The researchers found that both ACO and non-ACO hospitals have succeeded on average in substantially reducing readmission rates, but that ACO hospitals have been measurably better. Over the entire period, relative to their readmission rate in 2007, non-ACO hospitals reduced readmissions by 13.1 percent, while hospitals in Pioneer ACOs reduced them by 14.9 percent and Shared Savings ACOs reduced them by 17.7 percent.

To gain further insights, the team analyzed the data in a few other ways. For example, they separated out quick readmissions (within the first three days after discharge) and longer-term ones (four to 30 days after). The reason, according to the authors, was that quick readmissions might reflect lapses in hospital care while longer-term ones might reflect lapses in SNF care. The analysis showed that readmissions declined significantly in both periods (not only overall but especially in ACOs vs. non-ACOs comparisons), suggesting that both hospitals and SNFs are improving their readmission prevention and that ACO-affiliated institutions are doing so more.

Another analysis showed that the pace of readmission reductions quickened further after the implementation of ACOs in 2012, suggesting that the policy really did make a difference.

Exactly how that difference occurred is not clear. The team did not see evidence in the data that hospitals became more selective about discharging patients to more capable SNFs. The data can’t say how hospitals and SNFs improved their care quality, or whether the two types of institutions improved communication about patients.

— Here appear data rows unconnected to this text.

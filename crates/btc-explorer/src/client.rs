use tracing::warn;

use crate::error::ExplorerError;
use crate::types::{AddressHistory, BalanceResponse, TxItem, UnspentOutputList};

/// A third-party block explorer HTTP client.
///
/// Thin I/O: each method is one GET request shaped into a typed response.
/// Any HTTP status ≥ 400 is surfaced as [`ExplorerError::Http`], per the
/// external-interfaces contract this collaborator implements.
#[derive(Debug, Clone)]
pub struct ExplorerClient {
    http: reqwest::Client,
    base_url: String,
}

impl ExplorerClient {
    pub fn new(base_url: impl Into<String>) -> Self {
        Self {
            http: reqwest::Client::new(),
            base_url: base_url.into(),
        }
    }

    async fn get_json<T: serde::de::DeserializeOwned>(
        &self,
        endpoint: &str,
    ) -> Result<T, ExplorerError> {
        let url = format!("{}{endpoint}", self.base_url);
        let response = self.http.get(&url).send().await.map_err(|e| {
            warn!(endpoint, error = %e, "explorer request failed");
            ExplorerError::Transport(e)
        })?;
        let status = response.status();
        if status.as_u16() >= 400 {
            warn!(endpoint, status = status.as_u16(), "explorer returned an error status");
            return Err(ExplorerError::Http {
                method: "GET",
                endpoint: endpoint.to_string(),
                status: status.as_u16(),
            });
        }
        response.json::<T>().await.map_err(ExplorerError::Transport)
    }

    /// `GET /balance?active={address}`.
    pub async fn get_balance(&self, address: &str) -> Result<i64, ExplorerError> {
        let endpoint = format!("/balance?active={address}");
        let balances: BalanceResponse = self.get_json(&endpoint).await?;
        balances
            .get(address)
            .map(|b| b.final_balance)
            .ok_or_else(|| ExplorerError::AddressNotFound(address.to_string()))
    }

    /// `GET /unspent?active={address}`.
    pub async fn get_unspent_outputs(
        &self,
        address: &str,
    ) -> Result<Vec<crate::types::UnspentOutput>, ExplorerError> {
        let endpoint = format!("/unspent?active={address}");
        let list: UnspentOutputList = self.get_json(&endpoint).await?;
        Ok(list.unspent_outputs)
    }

    /// `GET /rawaddr/{address}?limit={page_size}&offset={page}`.
    pub async fn list_tx_by_address(
        &self,
        address: &str,
        page: u32,
        page_size: u32,
    ) -> Result<AddressHistory, ExplorerError> {
        let endpoint = format!("/rawaddr/{address}?limit={page_size}&offset={page}");
        self.get_json(&endpoint).await
    }

    /// `GET /rawtx/{txid}`.
    pub async fn get_tx_by_hash(&self, txid: &str) -> Result<TxItem, ExplorerError> {
        let endpoint = format!("/rawtx/{txid}");
        self.get_json(&endpoint).await
    }
}

#[cfg(test)]
mod tests {
    use super::*;

    #[test]
    fn client_stores_base_url() {
        let client = ExplorerClient::new("https://blockchain.info");
        assert_eq!(client.base_url, "https://blockchain.info");
    }
}
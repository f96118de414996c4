//! Third-party block explorer HTTP client: balances, unspent outputs,
//! address history, and transaction lookup by hash.
//!
//! Thin I/O collaborator, per the query façade's design: no logic beyond
//! one GET request per operation, shaped into domain-facing types.

pub mod client;
pub mod error;
pub mod types;

pub use client::ExplorerClient;
pub use error::ExplorerError;
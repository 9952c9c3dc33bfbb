//! HTTP fetch abstraction.
//!
//! Production code goes through [`EhttpFetcher`] (callback-based, works on
//! both native and wasm targets). Tests register a [`MockFetcher`] with
//! scripted responses; it also records every request so tests can assert
//! what was (or was not) sent.

use std::any::Any;
use std::fmt::Debug;
use std::sync::Arc;

use agrilink_states::State;
use ehttp::{Request, Response, Result};

pub trait FetchService: Send + Sync + Debug {
    fn fetch(&self, request: Request, on_done: Box<dyn FnOnce(Result<Response>) + Send + 'static>);
}

#[derive(Debug, Default)]
pub struct EhttpFetcher;

impl FetchService for EhttpFetcher {
    fn fetch(&self, request: Request, on_done: Box<dyn FnOnce(Result<Response>) + Send + 'static>) {
        ehttp::fetch(request, on_done);
    }
}

impl<T: FetchService + ?Sized> FetchService for Arc<T> {
    fn fetch(&self, request: Request, on_done: Box<dyn FnOnce(Result<Response>) + Send + 'static>) {
        (**self).fetch(request, on_done);
    }
}

/// State wrapper so computes and commands reach the fetcher through `Dep`.
#[derive(Debug, Clone)]
pub struct FetchState {
    inner: Arc<dyn FetchService>,
}

impl FetchState {
    pub fn new(service: impl FetchService + 'static) -> Self {
        Self {
            inner: Arc::new(service),
        }
    }

    pub fn fetch(
        &self,
        request: Request,
        on_done: Box<dyn FnOnce(Result<Response>) + Send + 'static>,
    ) {
        self.inner.fetch(request, on_done);
    }
}

impl Default for FetchState {
    fn default() -> Self {
        Self::new(EhttpFetcher)
    }
}

impl State for FetchState {
    fn as_any(&self) -> &dyn Any {
        self
    }

    fn as_any_mut(&mut self) -> &mut dyn Any {
        self
    }

    fn assign_box(&mut self, new_self: Box<dyn Any + Send>) {
        agrilink_states::assign_impl(self, new_self);
    }
}

#[cfg(any(test, feature = "test-utils"))]
pub use mock::{MockFetcher, RecordedRequest, json_response, status_response};

#[cfg(any(test, feature = "test-utils"))]
mod mock {
    use std::collections::VecDeque;
    use std::sync::Mutex;

    use super::{FetchService, Request, Response, Result};

    /// What a [`MockFetcher`] saw go over the wire.
    #[derive(Debug, Clone, PartialEq, Eq)]
    pub struct RecordedRequest {
        pub method: String,
        pub url: String,
        pub body: Vec<u8>,
    }

    impl RecordedRequest {
        pub fn body_text(&self) -> String {
            String::from_utf8_lossy(&self.body).into_owned()
        }
    }

    /// Scripted fetcher: responses are consumed in FIFO order and callbacks
    /// run synchronously, so tests stay deterministic without a live server.
    #[derive(Debug, Default)]
    pub struct MockFetcher {
        responses: Mutex<VecDeque<Result<Response>>>,
        requests: Mutex<Vec<RecordedRequest>>,
    }

    impl MockFetcher {
        pub fn new() -> Self {
            Self::default()
        }

        pub fn push_response(&self, response: Result<Response>) {
            if let Ok(mut responses) = self.responses.lock() {
                responses.push_back(response);
            }
        }

        pub fn requests(&self) -> Vec<RecordedRequest> {
            self.requests
                .lock()
                .map(|requests| requests.clone())
                .unwrap_or_default()
        }

        pub fn request_count(&self) -> usize {
            self.requests.lock().map(|requests| requests.len()).unwrap_or(0)
        }
    }

    impl FetchService for MockFetcher {
        fn fetch(
            &self,
            request: Request,
            on_done: Box<dyn FnOnce(Result<Response>) + Send + 'static>,
        ) {
            if let Ok(mut requests) = self.requests.lock() {
                requests.push(RecordedRequest {
                    method: request.method.clone(),
                    url: request.url.clone(),
                    body: request.body.clone(),
                });
            }
            let response = self
                .responses
                .lock()
                .ok()
                .and_then(|mut responses| responses.pop_front())
                .unwrap_or_else(|| Err("MockFetcher: no response scripted".to_owned()));
            on_done(response);
        }
    }

    /// A JSON response with the given status, for scripting mocks.
    pub fn json_response(status: u16, body: &str) -> Result<Response> {
        Ok(Response {
            url: "mock://".to_owned(),
            ok: (200..300).contains(&status),
            status,
            status_text: String::new(),
            headers: ehttp::Headers::default(),
            bytes: body.as_bytes().to_vec(),
        })
    }

    /// An empty-bodied response with the given status.
    pub fn status_response(status: u16) -> Result<Response> {
        json_response(status, "")
    }
}
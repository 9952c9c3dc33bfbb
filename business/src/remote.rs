/// Lifecycle of a fetched collection, stored inside cache computes.
#[derive(Debug, Clone, Default, PartialEq)]
pub enum Remote<T> {
    /// No fetch attempted yet.
    #[default]
    Idle,
    /// Fetch in progress.
    Pending,
    /// Last fetch succeeded.
    Ready(T),
    /// Last fetch failed with an error message.
    Failed(String),
}

impl<T> Remote<T> {
    pub fn value(&self) -> Option<&T> {
        if let Self::Ready(value) = self {
            Some(value)
        } else {
            None
        }
    }

    pub fn error(&self) -> Option<&str> {
        if let Self::Failed(message) = self {
            Some(message)
        } else {
            None
        }
    }

    pub fn is_idle(&self) -> bool {
        matches!(self, Self::Idle)
    }

    pub fn is_pending(&self) -> bool {
        matches!(self, Self::Pending)
    }
}
//! Top navigation bar: route switcher plus the session corner.

use agrilink_business::{Route, SessionCompute, SignOutCommand};
use agrilink_states::StateCtx;
use egui::Ui;

fn route_button(ctx: &mut StateCtx, ui: &mut Ui, route: Route) {
    let current = ctx.state_ref::<Route>().copied().unwrap_or_default();
    if ui.selectable_label(current == route, route.title()).clicked() {
        ctx.update_state::<Route>(|state| *state = route);
    }
}

pub fn top_nav(ctx: &mut StateCtx, ui: &mut Ui) {
    ui.label(egui::RichText::new("AgriLink").strong());
    ui.separator();

    route_button(ctx, ui, Route::Listings);

    let session = ctx.cached::<SessionCompute>().cloned().unwrap_or_default();
    if session.is_signed_in() {
        route_button(ctx, ui, Route::Profile);
    }
    if session.is_admin() {
        route_button(ctx, ui, Route::Admin);
    }

    ui.with_layout(egui::Layout::right_to_left(egui::Align::Center), |ui| {
        if session.loading {
            ui.spinner();
            return;
        }
        match &session.user {
            Some(user) => {
                if ui.button("Sign out").clicked() {
                    ctx.dispatch::<SignOutCommand>();
                }
                ui.label(&user.full_name);
            }
            None => {
                route_button(ctx, ui, Route::Register);
                route_button(ctx, ui, Route::Login);
            }
        }
    });
}
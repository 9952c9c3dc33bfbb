//! End-to-end session resolution scenarios over a scripted fetcher.

use std::sync::Arc;

use agrilink_states::{StateCtx, Time};
use chrono::{DateTime, Duration, TimeZone, Utc};

use crate::{
    FetchState, FlowStatus, LoginFlow, LoginForm, MarketConfig, MockFetcher, ProfileLookup,
    ProfileSync, RegisterFlow, RegisterForm, ResolveSessionCommand, Role, Session, SessionCompute,
    SessionEvent, SessionMetadata, SessionNotifier, SessionStore, SessionUser, SignInCommand,
    SignOutCommand, SignUpCommand, UserProfile, json_response, poll_session_events,
};

fn t0() -> DateTime<Utc> {
    Utc.with_ymd_and_hms(2025, 6, 1, 9, 0, 0).unwrap()
}

fn session() -> Session {
    Session {
        access_token: "jwt".to_owned(),
        user: SessionUser {
            id: "u-1".to_owned(),
            email: "amina@example.com".to_owned(),
            user_metadata: SessionMetadata {
                full_name: Some("Amina".to_owned()),
                role: None,
                country: None,
            },
        },
    }
}

fn profile_row() -> UserProfile {
    UserProfile {
        id: "u-1".to_owned(),
        email: "stale@example.com".to_owned(),
        full_name: "Amina Hassan".to_owned(),
        role: Role::Importer,
        country: "Egypt".to_owned(),
        phone: None,
        company_name: None,
        is_banned: false,
        created_at: t0(),
        updated_at: t0(),
    }
}

fn harness(config: MarketConfig, stored: Option<Session>, mock: Arc<MockFetcher>) -> StateCtx {
    let mut ctx = StateCtx::new();
    ctx.add_state(Time::at(t0()));
    ctx.add_state(config);
    ctx.add_state(SessionStore { session: stored });
    ctx.add_state(ProfileLookup::default());
    ctx.add_state(SessionNotifier::default());
    ctx.add_state(LoginForm::default());
    ctx.add_state(RegisterForm::default());
    ctx.add_state(FetchState::new(mock));
    ctx.record_compute(SessionCompute::default());
    ctx.record_compute(ProfileSync);
    ctx.record_compute(LoginFlow::default());
    ctx.record_compute(RegisterFlow::default());
    ctx
}

fn frame(ctx: &mut StateCtx) {
    ctx.sync_computes();
    ctx.run_computed();
    ctx.sync_computes();
}

fn advance(ctx: &mut StateCtx, seconds: i64) {
    ctx.update_state::<Time>(|time| *time.as_mut() += Duration::seconds(seconds));
    frame(ctx);
}

fn binding(ctx: &StateCtx) -> SessionCompute {
    ctx.cached::<SessionCompute>().cloned().unwrap()
}

#[test]
fn no_stored_session_resolves_logged_out_without_network() {
    let mock = Arc::new(MockFetcher::new());
    let mut ctx = harness(MarketConfig::default(), None, mock.clone());

    assert!(binding(&ctx).loading);
    ctx.dispatch::<ResolveSessionCommand>();
    frame(&mut ctx);

    let session = binding(&ctx);
    assert!(session.user.is_none());
    assert!(!session.loading);
    assert_eq!(mock.request_count(), 0);
}

#[test]
fn session_check_failure_resolves_logged_out() {
    let mock = Arc::new(MockFetcher::new());
    mock.push_response(Err("offline".to_owned()));
    let mut ctx = harness(MarketConfig::default(), Some(session()), mock.clone());

    ctx.dispatch::<ResolveSessionCommand>();
    frame(&mut ctx);

    let resolved = binding(&ctx);
    assert!(resolved.user.is_none());
    assert!(!resolved.loading);
    assert_eq!(mock.request_count(), 1);
}

#[test]
fn resolved_profile_keeps_the_session_email() {
    let mock = Arc::new(MockFetcher::new());
    mock.push_response(json_response(
        200,
        &serde_json::to_string(&session().user).unwrap(),
    ));
    mock.push_response(json_response(
        200,
        &serde_json::to_string(&profile_row()).unwrap(),
    ));
    let mut ctx = harness(MarketConfig::default(), Some(session()), mock.clone());

    ctx.dispatch::<ResolveSessionCommand>();
    frame(&mut ctx);
    frame(&mut ctx);

    let resolved = binding(&ctx);
    let user = resolved.user.expect("profile should resolve");
    assert_eq!(user.full_name, "Amina Hassan");
    assert_eq!(user.role, Role::Importer);
    // The session, not the table row, owns the email.
    assert_eq!(user.email, "amina@example.com");
    assert!(!resolved.loading);
}

#[test]
fn missing_profile_retries_with_backoff_then_falls_back() {
    let mock = Arc::new(MockFetcher::new());
    mock.push_response(json_response(
        200,
        &serde_json::to_string(&session().user).unwrap(),
    ));
    for _ in 0..3 {
        mock.push_response(json_response(406, r#"{"message":"no rows"}"#));
    }
    let mut ctx = harness(MarketConfig::default(), Some(session()), mock.clone());

    ctx.dispatch::<ResolveSessionCommand>();
    frame(&mut ctx);
    // First miss schedules a retry; still loading, nothing resolved yet.
    assert!(binding(&ctx).loading);
    assert_eq!(mock.request_count(), 2);

    // Too early for the 1s retry.
    frame(&mut ctx);
    assert_eq!(mock.request_count(), 2);

    advance(&mut ctx, 1);
    assert_eq!(mock.request_count(), 3);

    // Second retry waits 2s more.
    advance(&mut ctx, 1);
    assert_eq!(mock.request_count(), 3);
    advance(&mut ctx, 2);
    assert_eq!(mock.request_count(), 4);

    let resolved = binding(&ctx);
    let user = resolved.user.expect("fallback profile expected");
    assert_eq!(user.full_name, "Amina");
    assert_eq!(user.role, Role::Farmer);
    assert_eq!(user.country, "Unknown");
    assert_eq!(user.email, "amina@example.com");
    assert!(!resolved.loading);

    // The fallback is synthesized only; it is never written back.
    assert!(mock.requests().iter().all(|request| request.method == "GET"));
}

#[test]
fn fallback_uses_placeholder_name_without_metadata() {
    let mut bare = session();
    bare.user.user_metadata = SessionMetadata::default();

    let mock = Arc::new(MockFetcher::new());
    mock.push_response(json_response(
        200,
        &serde_json::to_string(&bare.user).unwrap(),
    ));
    mock.push_response(Err("offline".to_owned()));
    let mut ctx = harness(MarketConfig::default(), Some(bare), mock);

    ctx.dispatch::<ResolveSessionCommand>();
    frame(&mut ctx);
    frame(&mut ctx);

    // A non-miss lookup error falls back immediately, no retries.
    let user = binding(&ctx).user.expect("fallback profile expected");
    assert_eq!(user.full_name, "User");
    assert_eq!(user.country, "Unknown");
}

#[test]
fn demo_mode_resolves_synchronously_without_network() {
    let mock = Arc::new(MockFetcher::new());
    let mut ctx = harness(MarketConfig::demo(), Some(session()), mock.clone());

    ctx.dispatch::<ResolveSessionCommand>();
    frame(&mut ctx);

    let resolved = binding(&ctx);
    assert_eq!(resolved.user, Some(crate::demo_user()));
    assert!(!resolved.loading);
    assert_eq!(mock.request_count(), 0);
}

#[test]
fn sign_in_publishes_session_and_resolves_profile() {
    let mock = Arc::new(MockFetcher::new());
    mock.push_response(json_response(200, &serde_json::to_string(&session()).unwrap()));
    mock.push_response(json_response(
        200,
        &serde_json::to_string(&profile_row()).unwrap(),
    ));
    let mut ctx = harness(MarketConfig::default(), None, mock.clone());
    let subscription = ctx.state_ref::<SessionNotifier>().unwrap().subscribe();

    ctx.update_state::<LoginForm>(|form| {
        form.email = "amina@example.com".to_owned();
        form.password = "secret".to_owned();
    });
    ctx.dispatch::<SignInCommand>();
    poll_session_events(&ctx, &subscription);
    frame(&mut ctx);
    frame(&mut ctx);

    assert_eq!(
        ctx.cached::<LoginFlow>().unwrap().status,
        FlowStatus::Succeeded
    );
    assert_eq!(
        ctx.state_ref::<SessionStore>().unwrap().access_token(),
        Some("jwt")
    );
    assert_eq!(
        binding(&ctx).user.map(|user| user.full_name),
        Some("Amina Hassan".to_owned())
    );
    let token_request = &mock.requests()[0];
    assert!(token_request.url.ends_with("/token?grant_type=password"));
    assert!(token_request.body_text().contains("\"amina@example.com\""));
}

#[test]
fn bad_credentials_fail_the_login_flow() {
    let mock = Arc::new(MockFetcher::new());
    mock.push_response(json_response(
        400,
        r#"{"error_description":"Invalid login credentials"}"#,
    ));
    let mut ctx = harness(MarketConfig::default(), None, mock);

    ctx.dispatch::<SignInCommand>();
    frame(&mut ctx);

    assert_eq!(
        ctx.cached::<LoginFlow>().unwrap().status,
        FlowStatus::Failed("Invalid login credentials".to_owned())
    );
    assert!(binding(&ctx).loading);
}

#[test]
fn password_mismatch_is_caught_before_any_request() {
    let mock = Arc::new(MockFetcher::new());
    let mut ctx = harness(MarketConfig::default(), None, mock.clone());

    ctx.update_state::<RegisterForm>(|form| {
        form.password = "one".to_owned();
        form.confirm_password = "two".to_owned();
    });
    ctx.dispatch::<SignUpCommand>();
    frame(&mut ctx);

    assert_eq!(
        ctx.cached::<RegisterFlow>().unwrap().status,
        FlowStatus::Failed("Passwords do not match".to_owned())
    );
    assert_eq!(mock.request_count(), 0);
}

#[test]
fn sign_out_resets_the_binding_even_when_revoke_fails() {
    let mock = Arc::new(MockFetcher::new());
    mock.push_response(Err("offline".to_owned()));
    let mut ctx = harness(MarketConfig::default(), Some(session()), mock.clone());
    let subscription = ctx.state_ref::<SessionNotifier>().unwrap().subscribe();

    ctx.dispatch::<SignOutCommand>();
    poll_session_events(&ctx, &subscription);
    frame(&mut ctx);

    assert_eq!(mock.request_count(), 1);
    assert!(ctx.state_ref::<SessionStore>().unwrap().session.is_none());
    let resolved = binding(&ctx);
    assert!(resolved.user.is_none());
    assert!(!resolved.loading);
}

#[test]
fn dropped_subscription_is_pruned_on_emit() {
    let notifier = SessionNotifier::default();
    let kept = notifier.subscribe();
    let dropped = notifier.subscribe();
    drop(dropped);

    notifier.emit(SessionEvent::SignedOut);
    assert_eq!(notifier.subscriber_count(), 1);
    assert_eq!(kept.try_next(), Some(SessionEvent::SignedOut));
}
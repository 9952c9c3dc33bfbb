use std::any::Any;

use chrono::{DateTime, Utc};

use crate::{State, assign_impl};

/// Virtual clock state.
///
/// The app advances it to `Utc::now()` once per frame; tests set it by hand,
/// which makes time-driven computes (status polling, retry backoff)
/// deterministic.
#[derive(Debug, Clone, Copy, Default)]
pub struct Time {
    virt: DateTime<Utc>,
}

impl Time {
    pub fn at(virt: DateTime<Utc>) -> Self {
        Self { virt }
    }
}

impl AsRef<DateTime<Utc>> for Time {
    fn as_ref(&self) -> &DateTime<Utc> {
        &self.virt
    }
}

impl AsMut<DateTime<Utc>> for Time {
    fn as_mut(&mut self) -> &mut DateTime<Utc> {
        &mut self.virt
    }
}

impl State for Time {
    fn as_any(&self) -> &dyn Any {
        self
    }

    fn as_any_mut(&mut self) -> &mut dyn Any {
        self
    }

    fn assign_box(&mut self, new_self: Box<dyn Any + Send>) {
        assign_impl(self, new_self);
    }
}
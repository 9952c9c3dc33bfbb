#![warn(clippy::all, rust_2018_idioms)]
#![cfg_attr(not(debug_assertions), windows_subsystem = "windows")]

use agrilink_ui::state::State;

#[cfg(not(target_arch = "wasm32"))]
mod alloc {
    #[global_allocator]
    static MALLOC: mimalloc::MiMalloc = mimalloc::MiMalloc;
}

#[cfg(not(target_arch = "wasm32"))]
fn main() -> eframe::Result {
    // Log to stderr (if you run with `RUST_LOG=debug`).
    env_logger::Builder::from_env(env_logger::Env::default()).init();

    let native_options = eframe::NativeOptions {
        hardware_acceleration: eframe::HardwareAcceleration::Preferred,
        viewport: egui::ViewportBuilder::default()
            .with_inner_size([1080.0, 720.0])
            .with_min_inner_size([640.0, 480.0]),
        ..Default::default()
    };

    eframe::run_native(
        "AgriLink",
        native_options,
        Box::new(|_cc| {
            let state = State::default();
            let app = agrilink_ui::AgriLinkApp::new(state);
            Ok(Box::new(app))
        }),
    )
}

// When compiling to web using trunk:
#[cfg(target_arch = "wasm32")]
fn main() {
    use eframe::wasm_bindgen::JsCast as _;

    // Redirect `log` message to `console.log` and friends:
    eframe::WebLogger::init(log::LevelFilter::Debug).ok();

    let web_options = eframe::WebOptions::default();

    wasm_bindgen_futures::spawn_local(async {
        let document = web_sys::window()
            .expect("No window")
            .document()
            .expect("No document");

        let canvas = document
            .get_element_by_id("egui_canvas")
            .expect("Failed to find egui_canvas")
            .dyn_into::<web_sys::HtmlCanvasElement>()
            .expect("egui_canvas was not a HtmlCanvasElement");

        let start_result = eframe::WebRunner::new()
            .start(
                canvas,
                web_options,
                Box::new(|_cc| {
                    let state = State::default();
                    let app = agrilink_ui::AgriLinkApp::new(state);
                    Ok(Box::new(app))
                }),
            )
            .await;

        // Remove the loading text and spinner:
        if let Some(loading_text) = document.get_element_by_id("loading_text") {
            match start_result {
                Ok(_) => {
                    loading_text.remove();
                }
                Err(e) => {
                    loading_text.set_inner_html(
                        "<p> The app has crashed. See the developer console for details. </p>",
                    );
                    panic!("Failed to start eframe: {e:?}");
                }
            }
        }
    });
}
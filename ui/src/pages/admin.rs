//! Admin dashboard: stat counters plus the user and product tables.

use agrilink_business::{
    AdminProductsCompute, AdminStats, FetchAdminProductsCommand, FetchMessagesCommand,
    FetchUsersCommand, MessagesCompute, Remote, SessionCompute, UsersCompute, approve_product,
    delete_product, delete_user, reject_product,
};
use egui::{Color32, RichText, Ui};

use crate::state::State;
use crate::widgets::{PRODUCT_COLUMNS, RowAction, TableKind, USER_COLUMNS, record_table};

fn stat(ui: &mut Ui, label: &str, value: usize) {
    egui::Frame::group(ui.style())
        .inner_margin(egui::Margin::symmetric(12, 8))
        .show(ui, |ui| {
            ui.vertical(|ui| {
                ui.label(RichText::new(value.to_string()).heading());
                ui.label(RichText::new(label).color(Color32::GRAY).small());
            });
        });
}

fn fetch_once(state: &mut State) {
    if state
        .ctx
        .cached::<UsersCompute>()
        .is_some_and(|cache| cache.result.is_idle())
    {
        state.ctx.dispatch::<FetchUsersCommand>();
    }
    if state
        .ctx
        .cached::<AdminProductsCompute>()
        .is_some_and(|cache| cache.result.is_idle())
    {
        state.ctx.dispatch::<FetchAdminProductsCommand>();
    }
    if state
        .ctx
        .cached::<MessagesCompute>()
        .is_some_and(|cache| cache.result.is_idle())
    {
        state.ctx.dispatch::<FetchMessagesCommand>();
    }
}

pub fn admin(state: &mut State, ui: &mut Ui) {
    let session = state.ctx.cached::<SessionCompute>().cloned().unwrap_or_default();
    if session.loading {
        ui.spinner();
        return;
    }
    if !session.is_admin() {
        ui.label("This page needs an administrator account.");
        return;
    }

    fetch_once(state);

    ui.heading("Admin Dashboard");
    ui.add_space(8.0);

    let stats = state.ctx.cached::<AdminStats>().copied().unwrap_or_default();
    ui.horizontal(|ui| {
        stat(ui, "Users", stats.total_users);
        stat(ui, "Products", stats.total_products);
        stat(ui, "Pending approval", stats.pending_products);
        stat(ui, "Messages", stats.total_messages);
    });
    ui.add_space(12.0);

    egui::ScrollArea::vertical().show(ui, |ui| {
        ui.collapsing(RichText::new("Users").strong(), |ui| {
            let users = state.ctx.cached::<UsersCompute>().cloned().unwrap_or_default();
            match &users.result {
                Remote::Idle | Remote::Pending => {
                    ui.spinner();
                }
                Remote::Failed(message) => {
                    ui.label(RichText::new(message).color(Color32::from_rgb(220, 53, 69)));
                }
                Remote::Ready(rows) => {
                    let action = record_table(
                        ui,
                        &mut state.tables.users,
                        USER_COLUMNS,
                        rows,
                        TableKind::Users,
                    );
                    if let Some(RowAction::Delete(user)) = action {
                        delete_user(&state.ctx, &user);
                    }
                }
            }
        });

        ui.collapsing(RichText::new("Products").strong(), |ui| {
            let products = state
                .ctx
                .cached::<AdminProductsCompute>()
                .cloned()
                .unwrap_or_default();
            match &products.result {
                Remote::Idle | Remote::Pending => {
                    ui.spinner();
                }
                Remote::Failed(message) => {
                    ui.label(RichText::new(message).color(Color32::from_rgb(220, 53, 69)));
                }
                Remote::Ready(rows) => {
                    let action = record_table(
                        ui,
                        &mut state.tables.products,
                        PRODUCT_COLUMNS,
                        rows,
                        TableKind::Products,
                    );
                    match action {
                        Some(RowAction::Approve(product)) => approve_product(&state.ctx, &product),
                        Some(RowAction::Reject(product)) => reject_product(&state.ctx, &product),
                        Some(RowAction::Delete(product)) => delete_product(&state.ctx, &product),
                        None => {}
                    }
                }
            }
        });
    });
}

But the prospect of not only avoiding reimbursement penalties but also keeping more of a bundled payment appears to have a real effect on reducing readmissions, the authors wrote. There is an additional incentive for ACO hospitals to coordinate the care of patients more efficiently, they noted.

“Hospitals have historically had no incentive to coordinate care management efforts with post-acute providers,” said co-author
Dr. John McHugh, assistant professor of Health Policy and Management at Columbia University’s Mailman School of Public Health. “This highlights one area in which the ACO incentive structure may be working to improve outcomes for skilled nursing facility patients.”

The study’s lead author is Ulrika Winblad, an associate professor at Uppsala University in Sweden who was a Harkness Fellow at Brown during the 2014-15 academic year. The National Institute of Aging (grant P01AG027296) and the Commonwealth Fund (20150004 funded the study).